Biography of Johnny Cash
Johnny Cash – American singer-songwriter, guitarist, actor, and author.
Name: Johnny Cash (J.R. Cash)
Date of Birth: February 26, 1932
Place of Birth: Kingsland, Arkansas, United States
Date of Death: September 12, 2003 (aged 71)
Place of Death: Saint Thomas Midtown Hospital, Nashville, Tennessee, United States
Occupation: Singer-Songwriter, Guitarist, Actor, Author
Father: Ray Cash
Mother: Carrie Cloveree
Spouse/Ex: June Carter Cash (m. 1968–2003), Vivian Liberto (m. 1954–1968)
Children: Rosanne, Kathy, Cindy, Tara, and John Carter Cash.
Early Life
An American singer and songwriter whose work broadened the scope of country and western music, Johnny Cash was born on February 26, 1932, in Kingsland, Arkansas, the U.S. to Ray Cash and Carrie Cloveree (née Rivers). He is one of the best-selling music artists of all time, having sold more than 90 million records worldwide. Although primarily remembered as a country music icon, his genre-spanning songs and sound embraced rock and roll, rockabilly, blues, folk, and gospel. This crossover appeal won Cash the rare honor of being inducted into the Country Music, Rock and Roll, and Gospel Music Halls of Fame.
Although Johnny was known for his country music, his large gamut of work went on to influence genres like rock and roll, blues, folk, gospel, and rockabilly. He is best-remembered for his deep, baritone voice and his meek demeanor, notwithstanding his fame and success which was rife. He earned the nickname, ‘The Man in Black’, because he would always wear dark clothing while performing live and sang songs that were based on ‘dark’ themes, echoing his troubled past and other themes of pathos, lust, oddity, misfortune, and redemption. Some of his well-known works include, ‘I Walk the Line’, ‘Ring of Fire’, ‘Man in Black’, ‘Jackson’, ‘Hey, Porter’, ‘Rock Island Line’ and ‘A Boy Named Sue’. His typical trooping bass songs have influenced the likes of Waylon Jennings, Bono, and Bob Dylan. He started his career by recording gospel music and ended it by doing covers for more modern artists such as ‘Nine Inch Nails’.

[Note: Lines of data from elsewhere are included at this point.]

fn params_from_wkt(method: &ProjectionMethod, raw: Vec<(String, f64)>) -> Vec<(String, ParamValue)> {
    let Some(spec) = method.spec() else {
        return raw
            .into_iter()
            .map(|(name, value)| (name, ParamValue::Number(value)))
            .collect();
    };
    let mut parameters = Vec::with_capacity(raw.len());
    let mut parallels: [Option<f64>; 2] = [None, None];
    for (name, value) in raw {
        if name.eq_ignore_ascii_case("Latitude of 1st standard parallel") {
            parallels[0] = Some(value);
            continue;
        }
        if name.eq_ignore_ascii_case("Latitude of 2nd standard parallel") {
            parallels[1] = Some(value);
            continue;
        }
        let cf = spec
            .params
            .iter()
            .find(|param| param.wkt.eq_ignore_ascii_case(&name))
            .map(|param| param.cf.to_string());
        parameters.push((cf.unwrap_or(name), ParamValue::Number(value)));
    }
    push_parallels(&mut parameters, parallels);
    parameters
}

fn params_from_wkt1(
    method: &ProjectionMethod,
    raw: Vec<(String, f64)>,
) -> Vec<(String, ParamValue)> {
    let Some(spec) = method.spec() else {
        return raw
            .into_iter()
            .map(|(name, value)| (name, ParamValue::Number(value)))
            .collect();
    };
    let mut parameters = Vec::with_capacity(raw.len());
    let mut parallels: [Option<f64>; 2] = [None, None];
    for (name, value) in raw {
        if name.eq_ignore_ascii_case("standard_parallel_1") {
            parallels[0] = Some(value);
            continue;
        }
        if name.eq_ignore_ascii_case("standard_parallel_2") {
            parallels[1] = Some(value);
            continue;
        }
        let cf = spec
            .params
            .iter()
            .find(|param| param.wkt1.eq_ignore_ascii_case(&name))
            .map(|param| param.cf.to_string());
        parameters.push((cf.unwrap_or(name), ParamValue::Number(value)));
    }
    push_parallels(&mut parameters, parallels);
    parameters
}

fn push_parallels(parameters: &mut Vec<(String, ParamValue)>, parallels: [Option<f64>; 2]) {
    match parallels {
        [Some(first), Some(second)] => parameters.push((
            "standard_parallel".to_string(),
            ParamValue::Numbers(vec![first, second]),
        )),
        [Some(first), None] => {
            parameters.push(("standard_parallel".to_string(), ParamValue::Number(first)));
        }
        _ => {}
    }
}

const DEGREE_UNIT: &str = "ANGLEUNIT[\"degree\",0.0174532925199433]";
const METRE_UNIT: &str = "LENGTHUNIT[\"metre\",1]";
const SCALE_UNIT: &str = "SCALEUNIT[\"unity\",1]";

pub(crate) fn crs_to_wkt(crs: &Crs) -> String {
    match crs.projection() {
        Some(projection) => projected_wkt(crs, projection),
        None => geographic_wkt(crs),
    }
}

fn quote(text: &str) -> String {
    format!("\"{}\"", text.replace('"', "\"\""))
}

fn number(value: f64) -> String {
    // The shortest decimal form that parses back to the same value.
    format!("{value}")
}

fn ellipsoid_wkt(ellipsoid: &Ellipsoid) -> String {
    format!(
        "ELLIPSOID[{},{},{},{METRE_UNIT}]",
        quote(ellipsoid.name()),
        number(ellipsoid.semi_major_axis()),
        number(ellipsoid.inverse_flattening())
    )
}

fn datum_wkt(datum: &Datum) -> String {
    let prime_meridian = datum.prime_meridian();
    format!(
        "DATUM[{},{}],PRIMEM[{},{},{DEGREE_UNIT}]",
        quote(datum.name()),
        ellipsoid_wkt(datum.ellipsoid()),
        quote(prime_meridian.name()),
        number(prime_meridian.longitude())
    )
}

fn authority_wkt(authority: Option<&Authority>) -> String {
    authority.map_or_else(String::new, |authority| {
        format!(",ID[{},{}]", quote(authority.name()), authority.code())
    })
}

fn geographic_wkt(crs: &Crs) -> String {
    format!(
        "GEOGCRS[{},{},CS[ellipsoidal,2],\
         AXIS[\"geodetic latitude (Lat)\",north,ORDER[1],{DEGREE_UNIT}],\
         AXIS[\"geodetic longitude (Lon)\",east,ORDER[2],{DEGREE_UNIT}]{}]",
        quote(crs.name()),
        datum_wkt(crs.datum()),
        authority_wkt(crs.authority())
    )
}

fn projected_wkt(crs: &Crs, projection: &Projection) -> String {
    format!(
        "PROJCRS[{},BASEGEOGCRS[{},{}],CONVERSION[\"unknown\",METHOD[{}]{}],CS[Cartesian,2],\
         AXIS[\"(E)\",east,ORDER[1],{METRE_UNIT}],\
         AXIS[\"(N)\",north,ORDER[2],{METRE_UNIT}]{}]",
        quote(crs.name()),
        quote(crs.base_name().unwrap_or("unknown")),
        datum_wkt(crs.datum()),
        quote(projection.method().name()),
        parameters_wkt(projection),
        authority_wkt(crs.authority())
    )
}

const fn unit_wkt(kind: ParamKind) -> &'static str {
    match kind {
        ParamKind::Angle => DEGREE_UNIT,
        ParamKind::Length => METRE_UNIT,
        ParamKind::Scale => SCALE_UNIT,
    }
}

fn parameters_wkt(projection: &Projection) -> String {
    let mut out = String::new();
    let spec = projection.method().spec();
    for (name, value) in projection.parameters() {
        let param =
            spec.and_then(|spec| spec.params.iter().find(|param| param.cf == name.as_str()));
        match (param, value) {
            (Some(param), ParamValue::Numbers(values)) if param.cf == "standard_parallel" => {
                if let Some(first) = values.first() {
                    out.push_str(&format!(
                        ",PARAMETER[\"Latitude of 1st standard parallel\",{},{DEGREE_UNIT}]",
                        number(*first)
                    ));
                }
                if let Some(second) = values.get(1) {
                    out.push_str(&format!(
                        ",PARAMETER[\"Latitude of 2nd standard parallel\",{},{DEGREE_UNIT}]",
                        number(*second)
                    ));
                }
            }
            (Some(param), ParamValue::Number(value)) => {
                out.push_str(&format!(
                    ",PARAMETER[{},{},{}]",
                    quote(param.wkt),
                    number(*value),
                    unit_wkt(param.kind)
                ));
            }
            (None, ParamValue::Number(value)) => {
                out.push_str(&format!(",PARAMETER[{},{}]", quote(name), number(*value)));
            }
            // Text values and nonstandard lists have no WKT representation.
            _ => {}
        }
    }
    out
}
#[cfg(test)]
mod tests {
    use super::*;

    // The grid mapping attributes of a GOES-R ABI fixed grid variable.
    const GOES_CF: &str = r#"{
        "long_name": "GOES-R ABI fixed grid projection",
        "grid_mapping_name": "geostationary",
        "perspective_point_height": 35786023.0,
        "semi_major_axis": 6378137.0,
        "semi_minor_axis": 6356752.31414,
        "inverse_flattening": 298.2572221,
        "latitude_of_projection_origin": 0.0,
        "longitude_of_projection_origin": -89.5,
        "sweep_angle_axis": "x"
    }"#;

    const SENTINEL_GEOGRAPHIC_CF: &str = r#"{
        "grid_mapping_name": "latitude_longitude",
        "horizontal_datum_name": "World Geodetic System 1984",
        "inverse_flattening": 298.257223563,
        "reference_ellipsoid_name": "WGS 84",
        "semi_major_axis": 6378137.0,
        "semi_minor_axis": 6356752.314245179,
        "prime_meridian_name": "Greenwich",
        "longitude_of_prime_meridian": 0.0
    }"#;

    fn attrs(json: &str) -> Map<String, Value> {
        serde_json::from_str(json).unwrap()
    }

    #[test]
    fn read_geostationary() {
        let crs = crs_from_cf(&attrs(GOES_CF)).unwrap();
        assert!(crs.is_projected());
        let projection = crs.projection().unwrap();
        assert_eq!(*projection.method(), ProjectionMethod::GeostationarySweepX);
        assert_eq!(
            projection.method().name(),
            "Geostationary Satellite (Sweep X)"
        );
        assert_eq!(
            projection
                .parameter("longitude_of_projection_origin")
                .and_then(ParamValue::as_f64),
            Some(-89.5)
        );
        assert_eq!(crs.datum().ellipsoid(), &Ellipsoid::grs80());
    }

    #[test]
    fn geostationary_round_trip() {
        let crs = crs_from_cf(&attrs(GOES_CF)).unwrap();
        let written = crs_to_cf(&crs);
        assert_eq!(crs_from_cf(&written).unwrap(), crs);
        // Every original parameter survives with its value.
        for key in [
            "grid_mapping_name",
            "perspective_point_height",
            "semi_major_axis",
            "semi_minor_axis",
            "inverse_flattening",
            "latitude_of_projection_origin",
            "longitude_of_projection_origin",
            "sweep_angle_axis",
        ] {
            assert_eq!(written[key], attrs(GOES_CF)[key], "mismatch for {key}");
        }
    }

    #[test]
    fn read_geographic() {
        let crs = crs_from_cf(&attrs(SENTINEL_GEOGRAPHIC_CF)).unwrap();
        assert!(crs.is_geographic());
        assert_eq!(crs.datum().name(), "World Geodetic System 1984");
        assert_eq!(crs.datum().ellipsoid(), &Ellipsoid::wgs84());
        let written = crs_to_cf(&crs);
        assert_eq!(
            written["grid_mapping_name"],
            Value::String("latitude_longitude".to_string())
        );
        assert_eq!(
            written["horizontal_datum_name"],
            Value::String("World Geodetic System 1984".to_string())
        );
    }

    #[test]
    fn fixed_angle_axis_is_perpendicular_to_sweep() {
        let mut goes = attrs(GOES_CF);
        goes.remove("sweep_angle_axis");
        goes.insert(
            "fixed_angle_axis".to_string(),
            Value::String("y".to_string()),
        );
        let crs = crs_from_cf(&goes).unwrap();
        assert_eq!(
            *crs.projection().unwrap().method(),
            ProjectionMethod::GeostationarySweepX
        );
    }

    #[test]
    fn missing_grid_mapping_name() {
        let mut goes = attrs(GOES_CF);
        goes.remove("grid_mapping_name");
        assert!(matches!(
            crs_from_cf(&goes),
            Err(CfReadError::MissingGridMappingName)
        ));
    }

    #[test]
    fn unknown_method_is_carried_through() {
        let oblique = attrs(
            r#"{
                "grid_mapping_name": "oblique_mercator",
                "azimuth_of_central_line": 25.7,
                "latitude_of_projection_origin": 40.0,
                "longitude_of_projection_origin": -80.0
            }"#,
        );
        let crs = crs_from_cf(&oblique).unwrap();
        assert_eq!(
            *crs.projection().unwrap().method(),
            ProjectionMethod::Other("oblique_mercator".to_string())
        );
        let written = crs_to_cf(&crs);
        assert_eq!(
            written["grid_mapping_name"],
            Value::String("oblique_mercator".to_string())
        );
        assert_eq!(written["azimuth_of_central_line"], oblique["azimuth_of_central_line"]);
        assert_eq!(crs_from_cf(&written).unwrap(), crs);
    }

    #[test]
    fn absent_shape_parameters_fall_back() {
        let bare = attrs(r#"{"grid_mapping_name": "latitude_longitude"}"#);
        let crs = crs_from_cf(&bare).unwrap();
        assert_eq!(crs.name(), "unknown");
        assert_eq!(crs.datum().name(), "unknown");
        assert_eq!(crs.datum().ellipsoid().semi_major_axis(), 6_378_137.0);
    }
}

Cash didn’t sound like Nashville, nor did he sound like honky tonk or rock & roll. He created his own subgenre, falling halfway between the blunt emotional honesty of folk, the rebelliousness of rock & roll, and the world-weariness of country. Cash’s career coincided with the birth of rock & roll, and his rebellious attitude and simple, direct musical attack shared a lot of similarities with rock. However, there was a deep sense of history as he would later illustrate with his series of historical albums that kept him forever tied with country. And he was one of country music’s biggest stars of the ’50s and ’60s, scoring well over 100 hit singles.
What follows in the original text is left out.